DATA IN THIS EXERCISE
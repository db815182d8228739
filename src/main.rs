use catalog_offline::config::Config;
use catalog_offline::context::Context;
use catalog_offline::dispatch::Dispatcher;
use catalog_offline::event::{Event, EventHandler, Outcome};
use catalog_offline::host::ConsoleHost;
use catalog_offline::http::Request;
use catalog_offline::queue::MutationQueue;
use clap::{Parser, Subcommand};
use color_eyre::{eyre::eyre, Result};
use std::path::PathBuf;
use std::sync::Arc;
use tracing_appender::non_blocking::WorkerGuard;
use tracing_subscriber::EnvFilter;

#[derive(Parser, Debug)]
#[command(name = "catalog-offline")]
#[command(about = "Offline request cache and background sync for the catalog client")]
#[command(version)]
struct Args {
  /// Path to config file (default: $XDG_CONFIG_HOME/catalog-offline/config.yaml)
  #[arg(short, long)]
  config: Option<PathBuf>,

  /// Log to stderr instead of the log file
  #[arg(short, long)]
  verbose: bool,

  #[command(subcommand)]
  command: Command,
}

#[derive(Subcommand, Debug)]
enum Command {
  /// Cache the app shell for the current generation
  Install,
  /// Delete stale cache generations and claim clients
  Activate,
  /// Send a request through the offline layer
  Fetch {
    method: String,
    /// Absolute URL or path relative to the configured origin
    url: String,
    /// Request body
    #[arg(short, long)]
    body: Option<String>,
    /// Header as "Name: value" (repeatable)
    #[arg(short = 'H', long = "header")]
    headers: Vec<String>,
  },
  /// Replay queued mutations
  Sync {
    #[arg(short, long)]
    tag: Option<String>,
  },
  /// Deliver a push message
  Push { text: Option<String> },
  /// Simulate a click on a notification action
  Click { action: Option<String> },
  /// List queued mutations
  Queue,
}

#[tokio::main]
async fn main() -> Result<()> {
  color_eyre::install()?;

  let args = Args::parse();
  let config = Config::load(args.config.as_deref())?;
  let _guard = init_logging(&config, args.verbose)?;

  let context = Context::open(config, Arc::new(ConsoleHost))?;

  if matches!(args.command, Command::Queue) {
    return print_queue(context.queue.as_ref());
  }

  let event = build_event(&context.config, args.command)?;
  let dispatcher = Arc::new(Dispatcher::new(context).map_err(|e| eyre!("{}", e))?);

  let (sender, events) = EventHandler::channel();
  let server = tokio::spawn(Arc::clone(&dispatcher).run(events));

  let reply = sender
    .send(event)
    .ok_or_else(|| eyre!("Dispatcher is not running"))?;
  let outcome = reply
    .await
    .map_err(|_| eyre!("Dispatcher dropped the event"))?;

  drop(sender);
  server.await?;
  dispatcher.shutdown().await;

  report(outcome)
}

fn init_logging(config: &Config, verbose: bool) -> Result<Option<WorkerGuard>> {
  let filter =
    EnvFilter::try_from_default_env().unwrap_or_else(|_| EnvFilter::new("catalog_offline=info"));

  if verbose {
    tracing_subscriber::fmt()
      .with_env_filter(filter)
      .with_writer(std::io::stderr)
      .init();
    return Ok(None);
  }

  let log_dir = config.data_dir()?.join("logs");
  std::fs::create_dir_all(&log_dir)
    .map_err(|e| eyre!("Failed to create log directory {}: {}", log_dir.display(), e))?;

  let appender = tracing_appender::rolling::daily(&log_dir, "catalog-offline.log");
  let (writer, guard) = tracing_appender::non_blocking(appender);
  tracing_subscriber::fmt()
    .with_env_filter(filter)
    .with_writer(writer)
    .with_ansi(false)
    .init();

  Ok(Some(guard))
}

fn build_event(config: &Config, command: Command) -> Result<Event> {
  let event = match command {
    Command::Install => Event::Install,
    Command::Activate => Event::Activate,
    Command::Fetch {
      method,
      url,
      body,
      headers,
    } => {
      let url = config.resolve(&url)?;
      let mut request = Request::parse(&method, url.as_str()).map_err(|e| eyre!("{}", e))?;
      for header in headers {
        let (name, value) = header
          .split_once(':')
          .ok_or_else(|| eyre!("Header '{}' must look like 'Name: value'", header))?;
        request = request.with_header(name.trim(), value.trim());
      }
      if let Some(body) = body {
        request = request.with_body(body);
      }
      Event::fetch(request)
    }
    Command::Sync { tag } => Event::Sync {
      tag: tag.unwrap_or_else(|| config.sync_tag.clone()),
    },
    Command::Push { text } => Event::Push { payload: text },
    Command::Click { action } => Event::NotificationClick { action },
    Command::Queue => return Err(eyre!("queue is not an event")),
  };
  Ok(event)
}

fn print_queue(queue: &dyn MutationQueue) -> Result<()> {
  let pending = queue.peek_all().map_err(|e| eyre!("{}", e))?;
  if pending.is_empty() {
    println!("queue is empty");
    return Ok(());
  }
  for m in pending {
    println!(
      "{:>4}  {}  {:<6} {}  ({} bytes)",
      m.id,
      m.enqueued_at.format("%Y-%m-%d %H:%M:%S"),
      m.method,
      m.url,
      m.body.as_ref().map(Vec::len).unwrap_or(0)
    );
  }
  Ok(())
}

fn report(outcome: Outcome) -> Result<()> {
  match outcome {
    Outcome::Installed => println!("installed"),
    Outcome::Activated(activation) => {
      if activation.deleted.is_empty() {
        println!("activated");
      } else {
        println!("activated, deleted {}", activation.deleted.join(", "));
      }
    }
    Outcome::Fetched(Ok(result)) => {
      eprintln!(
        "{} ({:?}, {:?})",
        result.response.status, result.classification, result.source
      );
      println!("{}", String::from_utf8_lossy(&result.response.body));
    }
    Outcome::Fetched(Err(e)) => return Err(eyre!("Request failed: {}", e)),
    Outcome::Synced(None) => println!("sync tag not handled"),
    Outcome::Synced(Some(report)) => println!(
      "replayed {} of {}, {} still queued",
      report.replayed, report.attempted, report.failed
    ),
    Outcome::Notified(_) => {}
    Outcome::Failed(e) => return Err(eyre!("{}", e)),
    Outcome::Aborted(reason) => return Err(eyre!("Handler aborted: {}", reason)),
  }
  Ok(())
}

YOUR ASSIGNMENT
Send back every entry precisely as given.

RESULT OF THIS EXERCISE
repository db815182d8228739
filename src/main.rs
use catalog_offline::config::Config;
use catalog_offline::context::Context;
use catalog_offline::dispatch::Dispatcher;
use catalog_offline::event::{Event, EventHandler, Outcome};
use catalog_offline::host::ConsoleHost;
use catalog_offline::http::Request;
use catalog_offline::queue::MutationQueue;
use clap::{Parser, Subcommand};
use color_eyre::{eyre::eyre, Result};
use std::path::PathBuf;
use std::sync::Arc;
use tracing_appender::non_blocking::WorkerGuard;
use tracing_subscriber::EnvFilter;

#[derive(Parser, Debug)]
#[command(name = "catalog-offline")]
#[command(about = "Offline request cache and background sync for the catalog client")]
#[command(version)]
struct Args {
  /// Path to config file (default: $XDG_CONFIG_HOME/catalog-offline/config.yaml)
  #[arg(short, long)]
  config: Option<PathBuf>,

  /// Log to stderr instead of the log file
  #[arg(short, long)]
  verbose: bool,

  #[command(subcommand)]
  command: Command,
}

#[derive(Subcommand, Debug)]
enum Command {
  /// Cache the app shell for the current generation
  Install,
  /// Delete stale cache generations and claim clients
  Activate,
  /// Send a request through the offline layer
  Fetch {
    method: String,
    /// Absolute URL or path relative to the configured origin
    url: String,
    /// Request body
    #[arg(short, long)]
    body: Option<String>,
    /// Header as "Name: value" (repeatable)
    #[arg(short = 'H', long = "header")]
    headers: Vec<String>,
  },
  /// Replay queued mutations
  Sync {
    #[arg(short, long)]
    tag: Option<String>,
  },
  /// Deliver a push message
  Push { text: Option<String> },
  /// Simulate a click on a notification action
  Click { action: Option<String> },
  /// List queued mutations
  Queue,
}

#[tokio::main]
async fn main() -> Result<()> {
  color_eyre::install()?;

  let args = Args::parse();
  let config = Config::load(args.config.as_deref())?;
  let _guard = init_logging(&config, args.verbose)?;

  let context = Context::open(config, Arc::new(ConsoleHost))?;

  if matches!(args.command, Command::Queue) {
    return print_queue(context.queue.as_ref());
  }

  let event = build_event(&context.config, args.command)?;
  let dispatcher = Arc::new(Dispatcher::new(context).map_err(|e| eyre!("{}", e))?);

  let (sender, events) = EventHandler::channel();
  let server = tokio::spawn(Arc::clone(&dispatcher).run(events));

  let reply = sender
    .send(event)
    .ok_or_else(|| eyre!("Dispatcher is not running"))?;
  let outcome = reply
    .await
    .map_err(|_| eyre!("Dispatcher dropped the event"))?;

  drop(sender);
  server.await?;
  dispatcher.shutdown().await;

  report(outcome)
}

fn init_logging(config: &Config, verbose: bool) -> Result<Option<WorkerGuard>> {
  let filter =
    EnvFilter::try_from_default_env().unwrap_or_else(|_| EnvFilter::new("catalog_offline=info"));

  if verbose {
    tracing_subscriber::fmt()
      .with_env_filter(filter)
      .with_writer(std::io::stderr)
      .init();
    return Ok(None);
  }

  let log_dir = config.data_dir()?.join("logs");
  std::fs::create_dir_all(&log_dir)
    .map_err(|e| eyre!("Failed to create log directory {}: {}", log_dir.display(), e))?;

  let appender = tracing_appender::rolling::daily(&log_dir, "catalog-offline.log");
  let (writer, guard) = tracing_appender::non_blocking(appender);
  tracing_subscriber::fmt()
    .with_env_filter(filter)
    .with_writer(writer)
    .with_ansi(false)
    .init();

  Ok(Some(guard))
}

fn build_event(config: &Config, command: Command) -> Result<Event> {
  let event = match command {
    Command::Install => Event::Install,
    Command::Activate => Event::Activate,
    Command::Fetch {
      method,
      url,
      body,
      headers,
    } => {
      let url = config.resolve(&url)?;
      let mut request = Request::parse(&method, url.as_str()).map_err(|e| eyre!("{}", e))?;
      for header in headers {
        let (name, value) = header
          .split_once(':')
          .ok_or_else(|| eyre!("Header '{}' must look like 'Name: value'", header))?;
        request = request.with_header(name.trim(), value.trim());
      }
      if let Some(body) = body {
        request = request.with_body(body);
      }
      Event::fetch(request)
    }
    Command::Sync { tag } => Event::Sync {
      tag: tag.unwrap_or_else(|| config.sync_tag.clone()),
    },
    Command::Push { text } => Event::Push { payload: text },
    Command::Click { action } => Event::NotificationClick { action },
    Command::Queue => return Err(eyre!("queue is not an event")),
  };
  Ok(event)
}

fn print_queue(queue: &dyn MutationQueue) -> Result<()> {
  let pending = queue.peek_all().map_err(|e| eyre!("{}", e))?;
  if pending.is_empty() {
    println!("queue is empty");
    return Ok(());
  }
  for m in pending {
    println!(
      "{:>4}  {}  {:<6} {}  ({} bytes)",
      m.id,
      m.enqueued_at.format("%Y-%m-%d %H:%M:%S"),
      m.method,
      m.url,
      m.body.as_ref().map(Vec::len).unwrap_or(0)
    );
  }
  Ok(())
}

fn report(outcome: Outcome) -> Result<()> {
  match outcome {
    Outcome::Installed => println!("installed"),
    Outcome::Activated(activation) => {
      if activation.deleted.is_empty() {
        println!("activated");
      } else {
        println!("activated, deleted {}", activation.deleted.join(", "));
      }
    }
    Outcome::Fetched(Ok(result)) => {
      eprintln!(
        "{} ({:?}, {:?})",
        result.response.status, result.classification, result.source
      );
      println!("{}", String::from_utf8_lossy(&result.response.body));
    }
    Outcome::Fetched(Err(e)) => return Err(eyre!("Request failed: {}", e)),
    Outcome::Synced(None) => println!("sync tag not handled"),
    Outcome::Synced(Some(report)) => println!(
      "replayed {} of {}, {} still queued",
      report.replayed, report.attempted, report.failed
    ),
    Outcome::Notified(_) => {}
    Outcome::Failed(e) => return Err(eyre!("{}", e)),
    Outcome::Aborted(reason) => return Err(eyre!("Handler aborted: {}", reason)),
  }
  Ok(())
}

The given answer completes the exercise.